Entro il 2023 i lavori dovranno essere conclusi e rendicontati, pena la perdita dei finanziamenti.  Il vicesindaco e assessore all’Urbanistica Claudio Ubertini, che ha seguito tutto l’iter insieme agli uffici, non nasconde la sua soddisfazione per l’esito della selezione ed è fiducioso sul rispetto dei tempi. “Chiaramente affideremo la progettazione all’esterno, visto che con l’organico a nostra disposizione si fatica anche a gestire l’ordinario”, ammette l'assessore Entrando nel dettaglio: il primo progetto prevede 14 interventi finalizzati a riqualificare tutta la fascia a ridosso delle mura, partendo del quartiere Carmine fino al Pilastro.

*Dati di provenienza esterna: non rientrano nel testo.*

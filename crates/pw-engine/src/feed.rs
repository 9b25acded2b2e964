//! Position feed with newest-only coalescing.
//!
//! A live location stream delivers samples at unbounded, possibly
//! sub-second intervals, while a detection pass runs to completion on a
//! single worker.  `PositionSlot` sits between the two: producers `offer`
//! from any thread, and only the newest sample survives until the worker
//! `take`s it.  A superseded sample is simply discarded, never half-applied.

use std::sync::{Mutex, MutexGuard, PoisonError};

use pw_core::{GeoPoint, Timestamp};

/// One vehicle position sample from the location source.
#[derive(Copy, Clone, Debug, PartialEq)]
#[cfg_attr(feature = "serde", derive(serde::Serialize, serde::Deserialize))]
pub struct PositionSample {
    pub position: GeoPoint,
    pub timestamp: Timestamp,
}

impl PositionSample {
    pub fn new(position: GeoPoint, timestamp: Timestamp) -> Self {
        Self { position, timestamp }
    }
}

/// Latest-only mailbox between the position source and the detection worker.
#[derive(Debug, Default)]
pub struct PositionSlot {
    latest: Mutex<Option<PositionSample>>,
}

impl PositionSlot {
    pub fn new() -> Self {
        Self::default()
    }

    /// A poisoned lock only means a producer panicked mid-`offer`; the slot
    /// holds a plain `Option`, so the stored value is still coherent.
    fn lock(&self) -> MutexGuard<'_, Option<PositionSample>> {
        self.latest.lock().unwrap_or_else(PoisonError::into_inner)
    }

    /// Store `sample` unless an equal-or-newer sample is already waiting.
    ///
    /// Returns `true` if the sample was stored, `false` if it was dropped as
    /// stale (the source guarantees monotonic timestamps, so a stale offer
    /// means reordered delivery).
    pub fn offer(&self, sample: PositionSample) -> bool {
        let mut slot = self.lock();
        match *slot {
            Some(waiting) if waiting.timestamp >= sample.timestamp => false,
            _ => {
                *slot = Some(sample);
                true
            }
        }
    }

    /// Drain the newest waiting sample, leaving the slot empty.
    pub fn take(&self) -> Option<PositionSample> {
        self.lock().take()
    }

    /// `true` when no sample is waiting.
    pub fn is_empty(&self) -> bool {
        self.lock().is_none()
    }
}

Prevista la realizzazione di una pista ciclabile, la riqualificazione dello stadio Rocchi e dell'Itis Leonardo da Vinci. Il contributo del Comune in questo caso è di 5,8 milioni di euro. Il secondo progetto invece riguarda il quartiere Santa Barbara: anche qui è prevista, tra le altre cose, la realizzazione di una pista ciclabile, la sistemazione del verde pubblico e la riqualificazione delle case popolari di proprietà dell'Ater. I finanziamenti in questo caso sono tutti dello Stato.